日本の食品小売業が苦しんでいる。経済産業省の商業動態統計調査によると、飲食料品小売業の2016年の販売額は44兆3890億円(前年比2.0%減)となり、2年連続で前年を割り込んだ。連続の前年割れは、3年連続で減少した2004~06年以来である。

日本の消費市場には、今後さらに厳しい環境が待ち受けている。日本の総人口は2008年の1億2808万人をピークに、その後減少へ転じている。内閣府「平成29年版高齢社会白書」によると、2029年には1億2000万人を下回り、2053年には1億人を割り込む(9924万人)と見込まれている※。

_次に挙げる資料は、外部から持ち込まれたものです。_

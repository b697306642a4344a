//! Notifications module
//!
//! Screens subscribe to the event bus and re-derive their filtered views
//! whenever a store they read from changes.
//!
//! # Usage
//! ```ignore
//! use smartolt::notifications::{create_event_bus, Event};
//!
//! let event_bus = create_event_bus();
//! let mut screen = event_bus.subscribe();
//!
//! event_bus.publish(Event::OnuDeleted { onu_id: "3".to_string() });
//! ```

pub mod event_bus;
pub mod events;

pub use event_bus::{create_event_bus, EventBus, EventSubscriber, SharedEventBus};
pub use events::*;
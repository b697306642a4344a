//! Derived view layer
//!
//! Pure functions over the stores. Nothing here mutates a roster.

mod criteria;
mod memo;
mod navigation;
mod scope;
mod screens;
mod summary;

pub use criteria::{ModeFilter, OltFilter, OltSelection, OnuFilter, StatusFilter};
pub use memo::Memo;
pub use navigation::{Capabilities, Navigation, Route, SummaryTile};
pub use scope::{locations, scope, Scope};
pub use screens::{DashboardView, OltListView, OnuListView, ViewKey};
pub use summary::DashboardSummary;
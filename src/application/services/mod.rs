//! Application services

mod diagnostics;
mod session;
mod telemetry;

pub use diagnostics::{AnalysisHandle, AnalysisState, MockDiagnostics};
pub use session::{PendingAttempt, SessionController, SessionPhase};
pub use telemetry::MockDeviceTelemetry;
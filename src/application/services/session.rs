//! Login/logout round trips
//!
//! Each attempt shows a pending phase immediately, waits a fixed simulated
//! delay and then lets the caller apply the result. At most one attempt is
//! in flight; a second submission while one is pending is rejected.

use std::time::Duration;

use tokio::sync::watch;
use tracing::debug;

use crate::config::SimulationConfig;
use crate::domain::{DomainError, DomainResult};

#[derive(Debug, Clone, Copy, PartialEq, Eq)]
pub enum SessionPhase {
    Idle,
    SigningIn,
    SigningOut,
}

impl SessionPhase {
    pub fn is_pending(&self) -> bool {
        !matches!(self, SessionPhase::Idle)
    }
}

pub struct SessionController {
    phase: watch::Sender<SessionPhase>,
    login_delay: Duration,
    logout_delay: Duration,
}

/// Holds the pending phase; dropping it returns the controller to `Idle`,
/// also when the awaiting future is cancelled.
#[must_use]
pub struct PendingAttempt<'a> {
    phase: &'a watch::Sender<SessionPhase>,
}

impl Drop for PendingAttempt<'_> {
    fn drop(&mut self) {
        self.phase.send_replace(SessionPhase::Idle);
    }
}

impl SessionController {
    pub fn new(config: &SimulationConfig) -> Self {
        let (phase, _) = watch::channel(SessionPhase::Idle);
        Self {
            phase,
            login_delay: config.login_delay(),
            logout_delay: config.logout_delay(),
        }
    }

    pub fn phase(&self) -> SessionPhase {
        *self.phase.borrow()
    }

    /// For the spinner on the login button
    pub fn subscribe(&self) -> watch::Receiver<SessionPhase> {
        self.phase.subscribe()
    }

    /// Enter `phase` without waiting. Fails with `Busy` if another attempt
    /// is pending.
    pub fn begin(&self, phase: SessionPhase) -> DomainResult<PendingAttempt<'_>> {
        let claimed = self.phase.send_if_modified(|current| {
            if current.is_pending() {
                false
            } else {
                *current = phase;
                true
            }
        });

        if !claimed {
            debug!(requested = ?phase, current = ?self.phase(), "Session attempt ignored");
            return Err(DomainError::Busy(
                "A sign-in or sign-out is already in progress".into(),
            ));
        }
        Ok(PendingAttempt { phase: &self.phase })
    }

    /// Enter `phase` and wait out its simulated round trip.
    pub async fn round_trip(&self, phase: SessionPhase) -> DomainResult<PendingAttempt<'_>> {
        let attempt = self.begin(phase)?;
        let delay = match phase {
            SessionPhase::SigningOut => self.logout_delay,
            _ => self.login_delay,
        };
        tokio::time::sleep(delay).await;
        Ok(attempt)
    }
}

#[cfg(test)]
mod tests {
    use super::*;

    fn controller() -> SessionController {
        SessionController::new(&SimulationConfig::default())
    }

    #[test]
    fn second_attempt_while_pending_is_busy() {
        let ctl = controller();
        let first = ctl.begin(SessionPhase::SigningIn).unwrap();
        assert_eq!(ctl.phase(), SessionPhase::SigningIn);

        let second = ctl.begin(SessionPhase::SigningIn);
        assert!(matches!(second, Err(DomainError::Busy(_))));
        assert!(matches!(
            ctl.begin(SessionPhase::SigningOut),
            Err(DomainError::Busy(_))
        ));

        drop(first);
        assert_eq!(ctl.phase(), SessionPhase::Idle);
        assert!(ctl.begin(SessionPhase::SigningOut).is_ok());
    }

    #[tokio::test(start_paused = true)]
    async fn round_trip_waits_for_configured_delay() {
        let ctl = controller();
        let mut phases = ctl.subscribe();

        let started = tokio::time::Instant::now();
        let attempt = ctl.round_trip(SessionPhase::SigningIn).await.unwrap();
        assert_eq!(started.elapsed(), Duration::from_millis(500));
        assert_eq!(*phases.borrow_and_update(), SessionPhase::SigningIn);

        drop(attempt);
        assert_eq!(*phases.borrow_and_update(), SessionPhase::Idle);
    }

    #[tokio::test(start_paused = true)]
    async fn cancelled_round_trip_releases_the_guard() {
        let ctl = controller();
        let cancelled = tokio::time::timeout(
            Duration::from_millis(100),
            ctl.round_trip(SessionPhase::SigningOut),
        )
        .await;

        assert!(cancelled.is_err());
        assert_eq!(ctl.phase(), SessionPhase::Idle);
    }
}
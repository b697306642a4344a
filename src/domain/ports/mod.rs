//! Ports: capabilities the core calls but does not implement
//!
//! The shipped adapters are simulations; a real SNMP poller or analysis
//! backend plugs in behind the same traits without touching the views.

pub mod diagnostics;
pub mod telemetry;

pub use diagnostics::{BreakEstimate, Diagnostics};
pub use telemetry::{DeviceTelemetry, OltTelemetry, OnuTelemetry};
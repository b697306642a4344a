//! File-backed partition storage
//!
//! One `<partition>.json` per partition inside a single data directory.

use std::io::ErrorKind;
use std::path::{Path, PathBuf};

use async_trait::async_trait;
use tokio::fs;
use tracing::{debug, warn};

use super::{Partition, PartitionDocument, PartitionStore};
use crate::shared::InfraResult;

#[derive(Debug, Clone)]
pub struct FilePartitionStore {
    dir: PathBuf,
}

impl FilePartitionStore {
    pub fn new(dir: impl Into<PathBuf>) -> Self {
        Self { dir: dir.into() }
    }

    pub fn dir(&self) -> &Path {
        &self.dir
    }

    fn path(&self, partition: Partition) -> PathBuf {
        self.dir.join(partition.file_name())
    }

    fn graveyard(&self) -> PathBuf {
        let name = self
            .dir
            .file_name()
            .map(|n| n.to_string_lossy().into_owned())
            .unwrap_or_else(|| "data".to_string());
        self.dir
            .with_file_name(format!(".{}-purged-{}", name, uuid::Uuid::new_v4()))
    }
}

#[async_trait]
impl PartitionStore for FilePartitionStore {
    async fn load(&self, partition: Partition) -> InfraResult<Option<PartitionDocument>> {
        let raw = match fs::read_to_string(self.path(partition)).await {
            Ok(raw) => raw,
            Err(e) if e.kind() == ErrorKind::NotFound => return Ok(None),
            Err(e) => return Err(e.into()),
        };
        Ok(Some(serde_json::from_str(&raw)?))
    }

    async fn save(&self, partition: Partition, document: &PartitionDocument) -> InfraResult<()> {
        fs::create_dir_all(&self.dir).await?;

        let target = self.path(partition);
        let tmp = target.with_extension("json.tmp");
        let raw = serde_json::to_vec_pretty(document)?;

        // Readers only ever see the old or the new file
        fs::write(&tmp, raw).await?;
        fs::rename(&tmp, &target).await?;

        debug!(partition = %partition, path = %target.display(), "Partition saved");
        Ok(())
    }

    async fn purge_all(&self) -> InfraResult<()> {
        let graveyard = self.graveyard();
        match fs::rename(&self.dir, &graveyard).await {
            Ok(()) => {}
            Err(e) if e.kind() == ErrorKind::NotFound => return Ok(()),
            Err(e) => return Err(e.into()),
        }

        // The partitions are already unreachable at this point
        if let Err(e) = fs::remove_dir_all(&graveyard).await {
            warn!(path = %graveyard.display(), error = %e, "Failed to remove purged data directory");
        }
        Ok(())
    }
}
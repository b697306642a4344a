//! Store change events
//!
//! Published after every effective mutation so that open screens can
//! re-derive their views.

use chrono::{DateTime, Utc};
use serde::{Deserialize, Serialize};

use crate::infrastructure::persistence::Partition;

/// Event types for notifications
#[derive(Debug, Clone, PartialEq, Eq, Serialize, Deserialize)]
#[serde(tag = "type", content = "data")]
pub enum Event {
    OltAdded { olt_id: String },
    OltUpdated { olt_id: String },
    OltDeleted { olt_id: String },
    OnuAdded { onu_id: String },
    OnuUpdated { onu_id: String },
    OnuDeleted { onu_id: String },
    UserAdded { user_id: String },
    SessionStarted { user_id: String },
    SessionEnded,
    SettingsChanged,
    /// Persisted state was rehydrated at launch
    Rehydrated,
    /// All partitions were purged and the stores reset to seed
    StatePurged,
}

impl Event {
    /// Get the event type name
    pub fn event_type(&self) -> &'static str {
        match self {
            Event::OltAdded { .. } => "olt_added",
            Event::OltUpdated { .. } => "olt_updated",
            Event::OltDeleted { .. } => "olt_deleted",
            Event::OnuAdded { .. } => "onu_added",
            Event::OnuUpdated { .. } => "onu_updated",
            Event::OnuDeleted { .. } => "onu_deleted",
            Event::UserAdded { .. } => "user_added",
            Event::SessionStarted { .. } => "session_started",
            Event::SessionEnded => "session_ended",
            Event::SettingsChanged => "settings_changed",
            Event::Rehydrated => "rehydrated",
            Event::StatePurged => "state_purged",
        }
    }

    /// Partition whose contents changed, if the event stems from one store
    pub fn partition(&self) -> Option<Partition> {
        match self {
            Event::OltAdded { .. } | Event::OltUpdated { .. } | Event::OltDeleted { .. } => {
                Some(Partition::Olt)
            }
            Event::OnuAdded { .. } | Event::OnuUpdated { .. } | Event::OnuDeleted { .. } => {
                Some(Partition::Onu)
            }
            Event::UserAdded { .. } | Event::SessionStarted { .. } | Event::SessionEnded => {
                Some(Partition::Auth)
            }
            Event::SettingsChanged => Some(Partition::Settings),
            Event::Rehydrated | Event::StatePurged => None,
        }
    }
}

/// Envelope delivered to subscribers
#[derive(Debug, Clone, Serialize, Deserialize)]
pub struct EventMessage {
    pub id: String,
    pub timestamp: DateTime<Utc>,
    #[serde(flatten)]
    pub event: Event,
}

impl EventMessage {
    pub fn new(event: Event) -> Self {
        Self {
            id: uuid::Uuid::new_v4().to_string(),
            timestamp: Utc::now(),
            event,
        }
    }
}
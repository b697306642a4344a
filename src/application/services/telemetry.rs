use async_trait::async_trait;
use chrono::Utc;

use crate::domain::ports::{DeviceTelemetry, OltTelemetry, OnuTelemetry};
use crate::domain::{DomainResult, Olt, Onu};

/// Reports back what the store already knows about a device; no SNMP
/// traffic is generated.
#[derive(Debug, Clone, Default)]
pub struct MockDeviceTelemetry;

#[async_trait]
impl DeviceTelemetry for MockDeviceTelemetry {
    async fn poll_olt(&self, olt: &Olt) -> DomainResult<OltTelemetry> {
        Ok(OltTelemetry {
            olt_id: olt.id.clone(),
            status: olt.status,
            uptime: olt.uptime.clone(),
            active_ports: olt.active_ports,
            total_ports: olt.total_ports,
            observed_at: Utc::now(),
        })
    }

    async fn poll_onu(&self, onu: &Onu) -> DomainResult<OnuTelemetry> {
        Ok(OnuTelemetry {
            onu_id: onu.id.clone(),
            status: onu.status,
            signal_strength: onu.signal_strength,
            observed_at: Utc::now(),
        })
    }
}

#[cfg(test)]
mod tests {
    use super::*;
    use crate::domain::seed;

    #[tokio::test]
    async fn echoes_stored_counters() {
        let olt = seed::olts().remove(1);
        let reading = MockDeviceTelemetry.poll_olt(&olt).await.unwrap();
        assert_eq!(reading.olt_id, olt.id);
        assert_eq!(reading.active_ports, olt.active_ports);
        assert_eq!(reading.status, olt.status);

        let onu = seed::onus().remove(2);
        let reading = MockDeviceTelemetry.poll_onu(&onu).await.unwrap();
        assert_eq!(reading.signal_strength, onu.signal_strength);
    }
}
//! Process-wide login session

use serde::{Deserialize, Serialize};

use super::User;

/// The single session of the running instance.
#[derive(Debug, Clone, Default, PartialEq, Eq, Serialize, Deserialize)]
#[serde(rename_all = "camelCase")]
pub struct Session {
    pub current_user: Option<User>,
    pub is_authenticated: bool,
}

impl Session {
    pub fn signed_in(user: User) -> Self {
        Self {
            current_user: Some(user),
            is_authenticated: true,
        }
    }

    pub fn user(&self) -> Option<&User> {
        if self.is_authenticated {
            self.current_user.as_ref()
        } else {
            None
        }
    }
}
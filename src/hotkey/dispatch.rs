//! Per-event dispatch
//!
//! Decides, for every raw keydown/keyup/wheel event, which registered
//! actions fire. Matching rules:
//!
//! - keydown: candidates are tried longest first, and the first one whose
//!   keys are all held *and* whose length equals the number of held keys
//!   fires. At most one action per keydown. The rule is re-evaluated on
//!   every keydown, so walking through the sizes of two nested chords can
//!   fire the shorter one before the longer one.
//! - keyup: only updates the held set.
//! - wheel: every scroll hotkey whose keys are all held (or whose chord is
//!   empty) fires, with no size requirement.
//!
//! Dispatch returns the actions to run instead of running them, so the
//! caller can release its locks first.

use std::fmt;

use serde::{Deserialize, Serialize};
use tracing::debug;

use crate::keys::{KeyCode, KeyLabel};

use super::pressed::PressedKeys;
use super::registry::{Action, Registry};

/// Wheel rotation value the hook reports for a downward scroll
pub const ROTATION_DOWN: i32 = 1;

/// Direction of a wheel event
#[derive(Debug, Clone, Copy, PartialEq, Eq, Serialize, Deserialize)]
#[serde(rename_all = "snake_case")]
pub enum WheelDirection {
    Up,
    Down,
}

impl WheelDirection {
    /// `1` is downward; every other rotation value counts as upward.
    pub fn from_rotation(rotation: i32) -> Self {
        if rotation == ROTATION_DOWN {
            Self::Down
        } else {
            Self::Up
        }
    }
}

impl fmt::Display for WheelDirection {
    fn fmt(&self, f: &mut fmt::Formatter<'_>) -> fmt::Result {
        match self {
            WheelDirection::Up => write!(f, "UP"),
            WheelDirection::Down => write!(f, "DOWN"),
        }
    }
}

/// Held keys, registrations and the debug flag of one engine
#[derive(Debug, Default)]
pub struct EngineState {
    pub pressed: PressedKeys,
    pub registry: Registry,
    pub debug: bool,
}

impl EngineState {
    pub fn new() -> Self {
        Self::default()
    }

    /// Handle a keydown. Returns the action to fire, if any.
    pub fn key_down(&mut self, code: KeyCode) -> Option<Action> {
        // held keys auto-repeat; only the first transition counts
        if !self.pressed.press(code) {
            return None;
        }

        if self.debug {
            debug!(key = %KeyLabel(code), pressed = self.pressed.len(), "pressed");
        }

        let held = &self.pressed;
        let hotkey = self
            .registry
            .by_priority()
            .into_iter()
            .find(|hotkey| {
                hotkey.keys.len() == held.len() && held.contains_all(hotkey.keys.keys())
            })?;

        if self.debug {
            debug!(hotkey = %hotkey.keys, "hotkey triggered");
        }

        Some(hotkey.action)
    }

    /// Handle a keyup. Never fires anything.
    pub fn key_up(&mut self, code: KeyCode) {
        self.pressed.release(code);

        if self.debug {
            debug!(key = %KeyLabel(code), pressed = self.pressed.len(), "let go");
        }
    }

    /// Handle a wheel event. Returns every matching action, in registration order.
    pub fn wheel(&self, rotation: i32) -> Vec<Action> {
        let scroll = self.registry.scroll_hotkeys();
        if scroll.is_empty() {
            return Vec::new();
        }

        let direction = WheelDirection::from_rotation(rotation);
        if self.debug {
            debug!(%direction, rotation, "scrolled");
        }

        let held = &self.pressed;
        scroll
            .iter()
            .filter(|hotkey| hotkey.keys.is_empty() || held.contains_all(hotkey.keys.keys()))
            .map(|hotkey| {
                if self.debug {
                    debug!(hotkey = %hotkey.keys, %direction, "scroll hotkey triggered");
                }
                match direction {
                    WheelDirection::Up => hotkey.up.clone(),
                    WheelDirection::Down => hotkey.down.clone(),
                }
            })
            .collect()
    }
}

#[cfg(test)]
mod tests {
    use std::sync::atomic::{AtomicUsize, Ordering};
    use std::sync::Arc;

    use super::*;
    use crate::keys::{codes, Combination};

    fn counter() -> (Arc<AtomicUsize>, Action) {
        let count = Arc::new(AtomicUsize::new(0));
        let c = Arc::clone(&count);
        (count, Arc::new(move || {
            c.fetch_add(1, Ordering::SeqCst);
        }))
    }

    fn fire(action: Option<Action>) {
        if let Some(action) = action {
            action();
        }
    }

    #[test]
    fn test_wheel_direction_convention() {
        assert_eq!(WheelDirection::from_rotation(1), WheelDirection::Down);
        assert_eq!(WheelDirection::from_rotation(-1), WheelDirection::Up);
        assert_eq!(WheelDirection::from_rotation(0), WheelDirection::Up);
        assert_eq!(WheelDirection::from_rotation(2), WheelDirection::Up);
    }

    #[test]
    fn test_repeat_keydown_is_ignored() {
        let mut state = EngineState::new();
        let (count, action) = counter();
        state.registry.register(Combination::new([codes::F5]), action);

        fire(state.key_down(codes::F5));
        fire(state.key_down(codes::F5));
        fire(state.key_down(codes::F5));

        assert_eq!(count.load(Ordering::SeqCst), 1);
        assert_eq!(state.pressed.len(), 1);
    }

    #[test]
    fn test_extra_key_does_not_retrigger() {
        let mut state = EngineState::new();
        let (count, action) = counter();
        state.registry.register(Combination::new([codes::CTRL, codes::C]), action);

        fire(state.key_down(codes::CTRL));
        fire(state.key_down(codes::C));
        assert_eq!(count.load(Ordering::SeqCst), 1);

        fire(state.key_down(codes::X));
        assert_eq!(count.load(Ordering::SeqCst), 1);

        // releasing the extra key does not fire either: keyup never dispatches
        state.key_up(codes::X);
        assert_eq!(count.load(Ordering::SeqCst), 1);
    }

    #[test]
    fn test_longer_combination_wins_at_its_size() {
        let mut state = EngineState::new();
        let (short, short_action) = counter();
        let (long, long_action) = counter();
        state.registry.register(Combination::new([codes::CTRL, codes::C]), short_action);
        state
            .registry
            .register(Combination::new([codes::CTRL, codes::SHIFT, codes::C]), long_action);

        fire(state.key_down(codes::CTRL));
        fire(state.key_down(codes::SHIFT));
        fire(state.key_down(codes::C));

        assert_eq!(short.load(Ordering::SeqCst), 0);
        assert_eq!(long.load(Ordering::SeqCst), 1);
    }

    #[test]
    fn test_nested_chords_fire_in_sequence() {
        // pressing Ctrl, C, then Shift passes through the size of the
        // shorter chord first; each keydown is matched on its own
        let mut state = EngineState::new();
        let (short, short_action) = counter();
        let (long, long_action) = counter();
        state.registry.register(Combination::new([codes::CTRL, codes::C]), short_action);
        state
            .registry
            .register(Combination::new([codes::CTRL, codes::SHIFT, codes::C]), long_action);

        fire(state.key_down(codes::CTRL));
        fire(state.key_down(codes::C));
        fire(state.key_down(codes::SHIFT));

        assert_eq!(short.load(Ordering::SeqCst), 1);
        assert_eq!(long.load(Ordering::SeqCst), 1);
    }

    #[test]
    fn test_equal_length_ties_fire_first_registered() {
        let mut state = EngineState::new();
        let (first, first_action) = counter();
        let (second, second_action) = counter();
        state.registry.register(Combination::new([codes::ALT, codes::A]), first_action);
        state.registry.register(Combination::new([codes::A, codes::ALT]), second_action);

        fire(state.key_down(codes::A));
        fire(state.key_down(codes::ALT));

        assert_eq!(first.load(Ordering::SeqCst), 1);
        assert_eq!(second.load(Ordering::SeqCst), 0);
    }

    #[test]
    fn test_repeated_code_chord_matches_on_length() {
        // [A, A] needs two held keys, but only A has to be among them
        let mut state = EngineState::new();
        let (count, action) = counter();
        state.registry.register(Combination::new([codes::A, codes::A]), action);

        fire(state.key_down(codes::A));
        assert_eq!(count.load(Ordering::SeqCst), 0);

        fire(state.key_down(codes::ALT));
        assert_eq!(count.load(Ordering::SeqCst), 1);
    }

    #[test]
    fn test_wheel_without_scroll_hotkeys_is_noop() {
        let mut state = EngineState::new();
        state.key_down(codes::ALT);
        assert!(state.wheel(1).is_empty());
    }

    #[test]
    fn test_wheel_fires_every_subset_match() {
        let mut state = EngineState::new();
        let (any_up, any_up_action) = counter();
        let (any_down, any_down_action) = counter();
        let (alt_up, alt_up_action) = counter();
        let (alt_down, alt_down_action) = counter();
        let (ctrl_up, ctrl_up_action) = counter();
        let (_, ctrl_down_action) = counter();

        state
            .registry
            .register_scroll(Combination::default(), any_up_action, any_down_action);
        state
            .registry
            .register_scroll(Combination::new([codes::ALT]), alt_up_action, alt_down_action);
        state
            .registry
            .register_scroll(Combination::new([codes::CTRL]), ctrl_up_action, ctrl_down_action);

        state.key_down(codes::ALT);
        state.key_down(codes::SHIFT);

        for action in state.wheel(1) {
            action();
        }
        assert_eq!(any_down.load(Ordering::SeqCst), 1);
        assert_eq!(alt_down.load(Ordering::SeqCst), 1);
        assert_eq!(any_up.load(Ordering::SeqCst), 0);

        for action in state.wheel(-1) {
            action();
        }
        assert_eq!(any_up.load(Ordering::SeqCst), 1);
        assert_eq!(alt_up.load(Ordering::SeqCst), 1);
        assert_eq!(ctrl_up.load(Ordering::SeqCst), 0);
    }
}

また少子高齢化の進展で高齢化率(総人口に占める65歳以上人口の割合)が高まり、2036年には33.3%と3人に1人が高齢者となる。人口減少と超高齢社会というかつてない社会構造の変化に直面している。(【図表】)

2015年時点で高齢化率が最も高いのは秋田県の33.8%、最も低いのは沖縄県の19.6%となっている。高齢化は今後も加速し、2040 年には秋田県では43.8%、沖縄県でも30.3%に達すると予測されている。

高齢化は地方だけの問題ではなく、首都圏など三大都市圏でも深刻である。千葉県では25.9%(2015 年)から10.6ポイント上昇し36.5%(2040 年)に、神奈川県でも23.9%から35.0%へ11.1ポイント上昇、東京都も22.7%から33.5%と10.8 ポイント上昇するとの予測だ。急速に高齢化が進む都市圏においては今後、高齢者受け入れ施設の不足や介護の担い手不足が深刻化する可能性がある。

さらに、地方においては人口減少と高齢化によって小売り、飲食、娯楽、医療福祉といった生活関連サービスの縮小・撤退や、税収減による行政サービスの低下、地域公共交通の縮小・撤退など生活利便性が低下し、それが地方の人口減少を加速させる悪循環に陥ることが考えられる。